Task details: Go through the listing below. Copy each line that has the string "Debug".

Input material:
- - - -

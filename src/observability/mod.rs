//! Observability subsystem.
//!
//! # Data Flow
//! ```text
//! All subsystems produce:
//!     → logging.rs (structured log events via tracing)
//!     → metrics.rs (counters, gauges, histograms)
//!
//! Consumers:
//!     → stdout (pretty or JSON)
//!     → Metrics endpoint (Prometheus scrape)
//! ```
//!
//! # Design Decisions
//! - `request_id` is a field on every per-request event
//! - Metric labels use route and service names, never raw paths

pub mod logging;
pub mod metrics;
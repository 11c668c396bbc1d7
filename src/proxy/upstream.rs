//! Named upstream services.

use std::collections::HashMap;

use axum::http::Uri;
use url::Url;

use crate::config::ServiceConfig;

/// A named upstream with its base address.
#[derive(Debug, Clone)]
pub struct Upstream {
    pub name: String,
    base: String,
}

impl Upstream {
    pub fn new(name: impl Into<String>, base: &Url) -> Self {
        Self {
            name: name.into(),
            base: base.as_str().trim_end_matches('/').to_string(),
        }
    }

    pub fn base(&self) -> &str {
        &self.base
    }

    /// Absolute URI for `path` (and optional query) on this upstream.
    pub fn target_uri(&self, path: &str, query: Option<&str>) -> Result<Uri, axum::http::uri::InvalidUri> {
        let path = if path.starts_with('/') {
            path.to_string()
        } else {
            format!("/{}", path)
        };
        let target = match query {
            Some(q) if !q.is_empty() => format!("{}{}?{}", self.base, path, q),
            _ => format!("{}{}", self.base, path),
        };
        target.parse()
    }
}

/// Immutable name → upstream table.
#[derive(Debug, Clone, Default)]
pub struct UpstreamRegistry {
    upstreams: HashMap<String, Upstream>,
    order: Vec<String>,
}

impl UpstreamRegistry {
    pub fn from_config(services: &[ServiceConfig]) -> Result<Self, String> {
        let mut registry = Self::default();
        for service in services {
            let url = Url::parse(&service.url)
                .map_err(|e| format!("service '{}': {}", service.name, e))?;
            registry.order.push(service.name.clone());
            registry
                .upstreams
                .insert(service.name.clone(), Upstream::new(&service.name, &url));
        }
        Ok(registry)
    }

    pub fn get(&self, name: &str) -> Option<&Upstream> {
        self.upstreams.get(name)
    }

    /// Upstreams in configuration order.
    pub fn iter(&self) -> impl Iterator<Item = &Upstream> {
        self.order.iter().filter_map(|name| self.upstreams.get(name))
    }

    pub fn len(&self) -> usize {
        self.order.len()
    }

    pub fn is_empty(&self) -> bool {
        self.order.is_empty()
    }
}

- - - -

Answer for this exercise:
#[derive(Debug, Clone)]
#[derive(Debug, Clone, Default)]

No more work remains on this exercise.